* [Task description] Wherever a line in the records below contains "Result", copy that line.

* [Data provided]
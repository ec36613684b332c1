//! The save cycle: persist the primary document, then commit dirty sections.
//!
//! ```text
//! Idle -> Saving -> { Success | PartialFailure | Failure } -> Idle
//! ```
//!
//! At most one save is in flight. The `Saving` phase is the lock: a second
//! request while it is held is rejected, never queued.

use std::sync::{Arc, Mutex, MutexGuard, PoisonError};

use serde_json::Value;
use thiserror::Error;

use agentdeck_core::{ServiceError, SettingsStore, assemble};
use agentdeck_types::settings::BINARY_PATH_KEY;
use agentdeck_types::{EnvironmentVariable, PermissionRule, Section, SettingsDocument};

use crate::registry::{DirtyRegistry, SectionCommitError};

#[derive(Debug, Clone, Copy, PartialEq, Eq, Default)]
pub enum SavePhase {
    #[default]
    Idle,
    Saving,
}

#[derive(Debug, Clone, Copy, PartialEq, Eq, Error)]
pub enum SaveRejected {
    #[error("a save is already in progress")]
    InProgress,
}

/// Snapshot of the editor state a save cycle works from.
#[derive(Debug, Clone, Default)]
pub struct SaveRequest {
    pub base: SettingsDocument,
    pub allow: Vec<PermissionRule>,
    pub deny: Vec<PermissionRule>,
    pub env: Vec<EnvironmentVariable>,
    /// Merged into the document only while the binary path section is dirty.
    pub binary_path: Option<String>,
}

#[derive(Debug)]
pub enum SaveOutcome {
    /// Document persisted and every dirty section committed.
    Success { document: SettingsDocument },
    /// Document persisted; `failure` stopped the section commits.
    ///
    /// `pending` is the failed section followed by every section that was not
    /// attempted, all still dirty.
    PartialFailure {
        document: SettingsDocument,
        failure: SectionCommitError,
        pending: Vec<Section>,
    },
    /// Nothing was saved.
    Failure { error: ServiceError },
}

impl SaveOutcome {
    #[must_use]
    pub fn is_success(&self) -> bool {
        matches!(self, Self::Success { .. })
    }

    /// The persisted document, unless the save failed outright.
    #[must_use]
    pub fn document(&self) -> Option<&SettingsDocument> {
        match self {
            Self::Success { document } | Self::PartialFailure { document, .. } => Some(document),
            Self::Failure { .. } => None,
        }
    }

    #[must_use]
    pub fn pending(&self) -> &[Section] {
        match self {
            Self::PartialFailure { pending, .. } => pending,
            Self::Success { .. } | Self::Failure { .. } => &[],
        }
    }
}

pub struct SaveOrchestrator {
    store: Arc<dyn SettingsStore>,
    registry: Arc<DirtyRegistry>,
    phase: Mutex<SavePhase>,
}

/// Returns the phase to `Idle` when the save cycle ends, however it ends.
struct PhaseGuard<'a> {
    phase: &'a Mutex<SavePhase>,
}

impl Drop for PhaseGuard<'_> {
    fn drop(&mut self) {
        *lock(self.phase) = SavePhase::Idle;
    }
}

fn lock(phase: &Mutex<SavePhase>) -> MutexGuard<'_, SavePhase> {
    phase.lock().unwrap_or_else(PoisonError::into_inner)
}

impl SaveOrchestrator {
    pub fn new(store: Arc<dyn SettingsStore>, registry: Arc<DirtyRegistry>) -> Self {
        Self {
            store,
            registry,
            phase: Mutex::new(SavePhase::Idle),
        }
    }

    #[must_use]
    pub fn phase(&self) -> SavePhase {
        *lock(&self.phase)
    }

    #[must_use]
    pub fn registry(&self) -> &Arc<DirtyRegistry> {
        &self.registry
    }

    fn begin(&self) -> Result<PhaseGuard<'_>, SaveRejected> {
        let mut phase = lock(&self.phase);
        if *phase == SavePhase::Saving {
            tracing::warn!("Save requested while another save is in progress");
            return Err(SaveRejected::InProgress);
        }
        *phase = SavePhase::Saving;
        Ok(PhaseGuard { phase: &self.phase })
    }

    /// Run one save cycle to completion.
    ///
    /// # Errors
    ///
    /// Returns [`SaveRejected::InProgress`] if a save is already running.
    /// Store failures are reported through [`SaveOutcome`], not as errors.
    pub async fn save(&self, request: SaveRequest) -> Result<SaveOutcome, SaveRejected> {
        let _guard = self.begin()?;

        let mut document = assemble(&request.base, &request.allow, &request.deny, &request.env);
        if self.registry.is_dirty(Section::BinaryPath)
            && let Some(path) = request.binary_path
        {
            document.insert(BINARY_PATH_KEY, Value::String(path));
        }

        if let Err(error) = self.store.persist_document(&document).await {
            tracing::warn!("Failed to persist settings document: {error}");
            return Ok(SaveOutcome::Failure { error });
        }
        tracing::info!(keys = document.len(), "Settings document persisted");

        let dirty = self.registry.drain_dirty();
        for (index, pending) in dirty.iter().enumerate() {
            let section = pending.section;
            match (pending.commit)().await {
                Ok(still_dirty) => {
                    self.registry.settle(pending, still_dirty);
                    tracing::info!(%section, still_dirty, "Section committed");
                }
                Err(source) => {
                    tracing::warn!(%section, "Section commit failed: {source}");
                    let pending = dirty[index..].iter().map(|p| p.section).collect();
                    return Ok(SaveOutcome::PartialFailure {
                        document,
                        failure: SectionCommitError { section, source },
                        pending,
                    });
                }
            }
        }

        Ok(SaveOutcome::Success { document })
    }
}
--
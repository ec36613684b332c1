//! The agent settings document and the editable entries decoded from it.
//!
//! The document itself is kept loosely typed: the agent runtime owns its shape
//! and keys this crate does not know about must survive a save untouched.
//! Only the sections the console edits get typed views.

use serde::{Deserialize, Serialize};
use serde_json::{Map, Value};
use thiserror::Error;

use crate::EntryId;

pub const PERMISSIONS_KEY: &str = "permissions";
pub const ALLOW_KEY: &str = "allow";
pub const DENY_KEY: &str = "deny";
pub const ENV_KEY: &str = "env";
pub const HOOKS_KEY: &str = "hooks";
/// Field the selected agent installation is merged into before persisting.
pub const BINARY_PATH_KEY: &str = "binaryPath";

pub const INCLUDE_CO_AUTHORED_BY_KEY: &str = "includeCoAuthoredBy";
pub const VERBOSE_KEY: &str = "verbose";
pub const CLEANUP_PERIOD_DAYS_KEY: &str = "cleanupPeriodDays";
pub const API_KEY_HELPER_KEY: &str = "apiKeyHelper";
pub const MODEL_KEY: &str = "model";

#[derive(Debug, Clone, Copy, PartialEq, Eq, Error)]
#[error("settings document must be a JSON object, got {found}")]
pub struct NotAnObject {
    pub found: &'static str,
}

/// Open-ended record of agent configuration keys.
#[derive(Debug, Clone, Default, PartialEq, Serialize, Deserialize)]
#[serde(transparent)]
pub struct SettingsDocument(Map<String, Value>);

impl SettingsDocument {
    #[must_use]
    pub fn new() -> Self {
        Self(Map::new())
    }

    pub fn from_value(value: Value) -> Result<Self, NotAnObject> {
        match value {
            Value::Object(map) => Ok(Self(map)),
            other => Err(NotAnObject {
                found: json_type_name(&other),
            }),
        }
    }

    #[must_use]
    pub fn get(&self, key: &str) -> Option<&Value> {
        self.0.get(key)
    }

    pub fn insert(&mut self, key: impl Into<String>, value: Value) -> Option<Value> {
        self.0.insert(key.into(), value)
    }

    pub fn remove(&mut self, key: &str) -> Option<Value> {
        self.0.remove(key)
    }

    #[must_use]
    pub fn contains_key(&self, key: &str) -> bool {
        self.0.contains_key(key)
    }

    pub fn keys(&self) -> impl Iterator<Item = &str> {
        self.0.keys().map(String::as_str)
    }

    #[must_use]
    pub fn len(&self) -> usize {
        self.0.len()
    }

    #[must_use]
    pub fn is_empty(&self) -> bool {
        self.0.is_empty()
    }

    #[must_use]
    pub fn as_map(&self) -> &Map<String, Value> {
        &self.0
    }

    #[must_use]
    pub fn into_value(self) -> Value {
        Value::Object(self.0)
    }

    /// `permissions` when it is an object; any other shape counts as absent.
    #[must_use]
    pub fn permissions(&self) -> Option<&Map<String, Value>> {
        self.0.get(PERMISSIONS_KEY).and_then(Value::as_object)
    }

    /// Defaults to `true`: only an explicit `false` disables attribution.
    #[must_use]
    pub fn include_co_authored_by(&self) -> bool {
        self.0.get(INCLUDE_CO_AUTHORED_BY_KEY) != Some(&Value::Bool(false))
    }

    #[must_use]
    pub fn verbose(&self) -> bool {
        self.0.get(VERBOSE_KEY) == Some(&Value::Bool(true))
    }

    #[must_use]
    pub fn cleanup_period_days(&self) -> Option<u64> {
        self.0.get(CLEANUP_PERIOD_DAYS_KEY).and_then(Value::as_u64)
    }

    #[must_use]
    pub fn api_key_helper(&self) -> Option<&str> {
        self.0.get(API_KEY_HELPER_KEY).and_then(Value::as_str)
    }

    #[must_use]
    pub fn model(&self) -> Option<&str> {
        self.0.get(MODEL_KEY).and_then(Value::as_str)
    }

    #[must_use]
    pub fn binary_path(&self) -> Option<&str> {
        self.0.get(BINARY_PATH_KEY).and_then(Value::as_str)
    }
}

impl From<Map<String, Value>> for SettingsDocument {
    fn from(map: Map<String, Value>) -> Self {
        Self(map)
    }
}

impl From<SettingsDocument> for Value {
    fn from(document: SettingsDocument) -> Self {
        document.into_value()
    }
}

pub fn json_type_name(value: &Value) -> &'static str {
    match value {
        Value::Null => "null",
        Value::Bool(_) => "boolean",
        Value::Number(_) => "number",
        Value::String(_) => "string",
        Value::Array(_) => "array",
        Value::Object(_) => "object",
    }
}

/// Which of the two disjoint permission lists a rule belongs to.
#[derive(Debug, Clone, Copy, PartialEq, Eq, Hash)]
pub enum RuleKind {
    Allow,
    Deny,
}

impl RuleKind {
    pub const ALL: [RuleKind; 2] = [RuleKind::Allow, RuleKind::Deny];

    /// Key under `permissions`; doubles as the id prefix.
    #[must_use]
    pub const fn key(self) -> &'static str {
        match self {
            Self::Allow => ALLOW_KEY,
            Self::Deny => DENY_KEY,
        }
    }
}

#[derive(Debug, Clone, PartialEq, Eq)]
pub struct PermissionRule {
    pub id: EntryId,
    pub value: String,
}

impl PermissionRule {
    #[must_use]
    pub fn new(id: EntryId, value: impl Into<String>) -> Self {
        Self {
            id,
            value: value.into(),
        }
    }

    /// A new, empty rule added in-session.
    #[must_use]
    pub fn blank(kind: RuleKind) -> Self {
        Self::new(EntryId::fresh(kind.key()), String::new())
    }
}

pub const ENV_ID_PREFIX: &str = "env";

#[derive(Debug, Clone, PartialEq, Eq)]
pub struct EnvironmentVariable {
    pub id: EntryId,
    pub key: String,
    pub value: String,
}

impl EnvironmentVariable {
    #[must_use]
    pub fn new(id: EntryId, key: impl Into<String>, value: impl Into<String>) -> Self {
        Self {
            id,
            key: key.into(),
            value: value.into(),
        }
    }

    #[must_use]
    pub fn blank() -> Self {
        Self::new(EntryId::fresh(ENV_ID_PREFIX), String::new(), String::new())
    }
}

* [Output for this exercise]
    fn begin(&self) -> Result<PhaseGuard<'_>, SaveRejected> {
    pub async fn save(&self, request: SaveRequest) -> Result<SaveOutcome, SaveRejected> {
    pub fn from_value(value: Value) -> Result<Self, NotAnObject> {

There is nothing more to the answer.